» Your assignment:
Pick out the lines below that include the string "True".

Excerpts from a dataset
+ + + + +

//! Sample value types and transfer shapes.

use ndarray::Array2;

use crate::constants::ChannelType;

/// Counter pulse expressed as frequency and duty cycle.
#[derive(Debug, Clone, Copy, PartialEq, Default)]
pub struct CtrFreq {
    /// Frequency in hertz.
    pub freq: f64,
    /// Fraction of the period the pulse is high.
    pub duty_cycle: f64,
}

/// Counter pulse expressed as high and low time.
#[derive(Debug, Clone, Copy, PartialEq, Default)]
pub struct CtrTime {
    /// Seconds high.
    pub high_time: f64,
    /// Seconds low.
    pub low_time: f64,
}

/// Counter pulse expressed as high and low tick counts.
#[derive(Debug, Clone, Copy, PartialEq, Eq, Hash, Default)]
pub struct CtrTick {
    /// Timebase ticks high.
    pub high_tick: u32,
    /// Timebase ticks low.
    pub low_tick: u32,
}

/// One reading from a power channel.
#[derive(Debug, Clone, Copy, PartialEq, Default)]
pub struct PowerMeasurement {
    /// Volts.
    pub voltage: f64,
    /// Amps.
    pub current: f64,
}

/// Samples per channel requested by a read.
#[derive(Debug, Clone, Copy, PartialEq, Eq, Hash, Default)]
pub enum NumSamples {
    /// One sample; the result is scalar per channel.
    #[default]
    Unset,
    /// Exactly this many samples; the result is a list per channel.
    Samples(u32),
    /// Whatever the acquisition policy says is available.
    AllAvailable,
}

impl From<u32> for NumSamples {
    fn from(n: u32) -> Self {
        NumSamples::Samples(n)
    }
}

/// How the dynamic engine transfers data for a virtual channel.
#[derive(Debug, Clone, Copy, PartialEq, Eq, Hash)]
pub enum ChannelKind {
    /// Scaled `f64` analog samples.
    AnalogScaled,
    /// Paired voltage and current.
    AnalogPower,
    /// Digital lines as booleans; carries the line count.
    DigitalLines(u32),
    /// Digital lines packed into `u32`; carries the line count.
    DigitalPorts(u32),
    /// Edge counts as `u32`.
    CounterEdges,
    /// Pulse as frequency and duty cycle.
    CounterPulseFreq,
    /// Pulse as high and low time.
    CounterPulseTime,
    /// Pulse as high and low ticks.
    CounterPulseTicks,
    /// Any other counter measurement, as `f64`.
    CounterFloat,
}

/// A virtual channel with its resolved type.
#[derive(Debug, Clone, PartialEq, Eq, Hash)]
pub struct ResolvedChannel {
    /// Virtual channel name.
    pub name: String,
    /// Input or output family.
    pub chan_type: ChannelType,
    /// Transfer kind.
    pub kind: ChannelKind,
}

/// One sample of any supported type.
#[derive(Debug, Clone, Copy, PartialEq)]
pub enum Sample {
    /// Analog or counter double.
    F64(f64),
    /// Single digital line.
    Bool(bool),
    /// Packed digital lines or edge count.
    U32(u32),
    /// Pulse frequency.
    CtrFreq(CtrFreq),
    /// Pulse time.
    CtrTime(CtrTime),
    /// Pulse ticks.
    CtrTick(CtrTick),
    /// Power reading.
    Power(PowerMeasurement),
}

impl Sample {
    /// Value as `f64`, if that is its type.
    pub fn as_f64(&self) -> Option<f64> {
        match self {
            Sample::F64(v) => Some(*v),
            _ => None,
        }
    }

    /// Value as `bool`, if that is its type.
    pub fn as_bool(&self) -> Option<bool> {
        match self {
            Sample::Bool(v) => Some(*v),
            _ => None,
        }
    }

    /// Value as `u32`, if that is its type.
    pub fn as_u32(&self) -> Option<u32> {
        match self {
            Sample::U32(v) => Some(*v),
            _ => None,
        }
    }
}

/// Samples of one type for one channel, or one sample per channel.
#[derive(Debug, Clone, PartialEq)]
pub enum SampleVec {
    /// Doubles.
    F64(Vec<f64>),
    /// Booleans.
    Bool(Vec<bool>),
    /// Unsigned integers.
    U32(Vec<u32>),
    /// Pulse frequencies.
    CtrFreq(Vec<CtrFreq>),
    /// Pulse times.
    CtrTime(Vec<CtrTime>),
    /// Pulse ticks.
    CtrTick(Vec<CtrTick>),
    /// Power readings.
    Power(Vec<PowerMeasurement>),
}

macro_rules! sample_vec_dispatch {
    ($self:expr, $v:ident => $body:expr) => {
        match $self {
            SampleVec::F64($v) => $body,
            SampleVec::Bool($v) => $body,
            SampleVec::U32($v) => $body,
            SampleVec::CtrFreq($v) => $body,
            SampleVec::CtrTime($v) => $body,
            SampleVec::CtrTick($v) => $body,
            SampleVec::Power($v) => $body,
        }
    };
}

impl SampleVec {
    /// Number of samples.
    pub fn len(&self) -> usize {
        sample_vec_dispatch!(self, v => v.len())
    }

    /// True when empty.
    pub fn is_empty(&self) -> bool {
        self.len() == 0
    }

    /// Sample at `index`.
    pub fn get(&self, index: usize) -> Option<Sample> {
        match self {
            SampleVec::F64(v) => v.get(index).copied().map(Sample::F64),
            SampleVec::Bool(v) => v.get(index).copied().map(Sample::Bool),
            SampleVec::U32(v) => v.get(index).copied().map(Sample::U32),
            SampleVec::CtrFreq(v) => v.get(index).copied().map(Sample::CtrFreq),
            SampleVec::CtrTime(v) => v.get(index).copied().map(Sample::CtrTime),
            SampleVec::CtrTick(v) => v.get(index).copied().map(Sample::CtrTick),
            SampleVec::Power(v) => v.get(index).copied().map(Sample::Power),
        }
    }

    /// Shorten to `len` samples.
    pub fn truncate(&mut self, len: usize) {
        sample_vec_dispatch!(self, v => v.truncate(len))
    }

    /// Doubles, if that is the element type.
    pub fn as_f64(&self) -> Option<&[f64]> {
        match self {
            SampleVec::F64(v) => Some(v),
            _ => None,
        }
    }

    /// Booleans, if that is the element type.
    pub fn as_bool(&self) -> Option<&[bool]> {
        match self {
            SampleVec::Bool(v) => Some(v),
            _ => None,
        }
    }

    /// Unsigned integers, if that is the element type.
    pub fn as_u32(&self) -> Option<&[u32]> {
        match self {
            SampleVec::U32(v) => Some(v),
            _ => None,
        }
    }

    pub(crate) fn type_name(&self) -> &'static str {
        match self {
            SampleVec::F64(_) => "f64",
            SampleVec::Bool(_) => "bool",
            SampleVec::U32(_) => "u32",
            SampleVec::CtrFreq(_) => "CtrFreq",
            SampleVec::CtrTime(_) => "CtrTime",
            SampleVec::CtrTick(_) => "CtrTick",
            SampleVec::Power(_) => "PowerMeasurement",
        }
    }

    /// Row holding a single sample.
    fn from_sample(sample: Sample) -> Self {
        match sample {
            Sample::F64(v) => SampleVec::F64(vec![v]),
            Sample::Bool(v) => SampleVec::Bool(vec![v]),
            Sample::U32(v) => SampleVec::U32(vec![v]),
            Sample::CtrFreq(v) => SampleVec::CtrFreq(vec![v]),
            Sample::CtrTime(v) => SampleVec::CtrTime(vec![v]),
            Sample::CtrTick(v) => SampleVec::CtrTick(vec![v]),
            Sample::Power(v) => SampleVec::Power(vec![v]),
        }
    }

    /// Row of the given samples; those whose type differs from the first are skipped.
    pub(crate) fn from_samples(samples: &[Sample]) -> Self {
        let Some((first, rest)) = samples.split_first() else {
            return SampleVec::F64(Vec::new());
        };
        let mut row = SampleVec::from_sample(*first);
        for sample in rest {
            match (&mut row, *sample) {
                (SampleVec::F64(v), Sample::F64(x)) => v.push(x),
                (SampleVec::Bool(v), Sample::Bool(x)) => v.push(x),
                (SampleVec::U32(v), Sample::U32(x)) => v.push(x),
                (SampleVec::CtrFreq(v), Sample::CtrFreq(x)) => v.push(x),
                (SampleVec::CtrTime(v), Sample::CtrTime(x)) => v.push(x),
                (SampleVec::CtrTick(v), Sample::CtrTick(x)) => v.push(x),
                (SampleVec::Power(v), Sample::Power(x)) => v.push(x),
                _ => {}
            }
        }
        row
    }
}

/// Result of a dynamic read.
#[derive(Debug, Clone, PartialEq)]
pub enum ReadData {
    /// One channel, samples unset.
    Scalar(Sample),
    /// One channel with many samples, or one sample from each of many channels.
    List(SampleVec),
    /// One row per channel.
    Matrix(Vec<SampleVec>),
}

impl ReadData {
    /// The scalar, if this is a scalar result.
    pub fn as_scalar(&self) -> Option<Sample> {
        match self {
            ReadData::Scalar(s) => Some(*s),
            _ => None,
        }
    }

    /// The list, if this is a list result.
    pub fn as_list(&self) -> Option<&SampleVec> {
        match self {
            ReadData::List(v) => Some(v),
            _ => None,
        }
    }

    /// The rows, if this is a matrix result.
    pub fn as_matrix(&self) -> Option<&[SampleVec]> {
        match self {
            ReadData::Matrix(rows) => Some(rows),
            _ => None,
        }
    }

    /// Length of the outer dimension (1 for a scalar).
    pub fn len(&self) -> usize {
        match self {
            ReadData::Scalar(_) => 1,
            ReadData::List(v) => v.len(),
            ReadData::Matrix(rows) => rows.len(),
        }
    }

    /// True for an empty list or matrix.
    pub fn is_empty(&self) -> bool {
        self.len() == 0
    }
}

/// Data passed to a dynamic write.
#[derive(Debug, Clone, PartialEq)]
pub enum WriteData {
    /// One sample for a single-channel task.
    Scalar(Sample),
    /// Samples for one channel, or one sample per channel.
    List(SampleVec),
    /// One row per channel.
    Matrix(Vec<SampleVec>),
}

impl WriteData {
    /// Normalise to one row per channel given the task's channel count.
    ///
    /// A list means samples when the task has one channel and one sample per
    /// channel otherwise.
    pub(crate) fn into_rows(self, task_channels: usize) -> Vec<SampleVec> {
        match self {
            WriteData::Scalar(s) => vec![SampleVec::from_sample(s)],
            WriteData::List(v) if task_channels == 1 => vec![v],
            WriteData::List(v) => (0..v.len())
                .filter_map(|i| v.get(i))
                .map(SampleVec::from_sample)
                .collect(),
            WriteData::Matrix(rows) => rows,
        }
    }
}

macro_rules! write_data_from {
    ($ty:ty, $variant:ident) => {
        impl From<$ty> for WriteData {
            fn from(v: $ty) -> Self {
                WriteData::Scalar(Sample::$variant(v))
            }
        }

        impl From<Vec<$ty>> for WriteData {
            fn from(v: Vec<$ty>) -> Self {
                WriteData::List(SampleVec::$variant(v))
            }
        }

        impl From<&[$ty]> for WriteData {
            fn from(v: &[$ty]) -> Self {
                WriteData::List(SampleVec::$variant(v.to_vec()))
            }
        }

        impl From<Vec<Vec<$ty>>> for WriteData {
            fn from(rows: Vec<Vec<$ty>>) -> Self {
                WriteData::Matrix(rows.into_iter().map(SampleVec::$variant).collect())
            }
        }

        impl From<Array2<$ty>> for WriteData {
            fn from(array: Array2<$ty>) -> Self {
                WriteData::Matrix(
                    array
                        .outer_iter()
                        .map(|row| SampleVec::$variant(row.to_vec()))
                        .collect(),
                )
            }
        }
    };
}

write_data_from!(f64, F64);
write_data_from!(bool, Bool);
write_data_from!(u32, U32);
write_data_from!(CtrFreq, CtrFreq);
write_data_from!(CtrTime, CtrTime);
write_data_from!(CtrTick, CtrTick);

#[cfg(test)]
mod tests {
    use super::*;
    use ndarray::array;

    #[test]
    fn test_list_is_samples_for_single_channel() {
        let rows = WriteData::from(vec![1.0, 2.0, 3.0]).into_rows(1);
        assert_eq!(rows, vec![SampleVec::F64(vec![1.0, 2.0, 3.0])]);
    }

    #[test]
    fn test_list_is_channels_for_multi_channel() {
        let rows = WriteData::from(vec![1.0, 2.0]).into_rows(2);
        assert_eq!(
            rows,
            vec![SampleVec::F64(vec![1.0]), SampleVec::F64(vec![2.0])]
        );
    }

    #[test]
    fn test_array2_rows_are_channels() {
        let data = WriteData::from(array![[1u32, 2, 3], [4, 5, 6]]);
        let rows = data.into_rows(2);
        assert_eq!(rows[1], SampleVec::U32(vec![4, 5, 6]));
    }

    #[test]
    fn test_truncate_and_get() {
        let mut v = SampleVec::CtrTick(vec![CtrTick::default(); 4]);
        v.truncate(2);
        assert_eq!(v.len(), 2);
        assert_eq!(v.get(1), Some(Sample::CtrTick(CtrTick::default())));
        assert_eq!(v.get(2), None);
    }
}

+ + + + +

» Exercise answer:
    /// True when empty.
    /// True for an empty list or matrix.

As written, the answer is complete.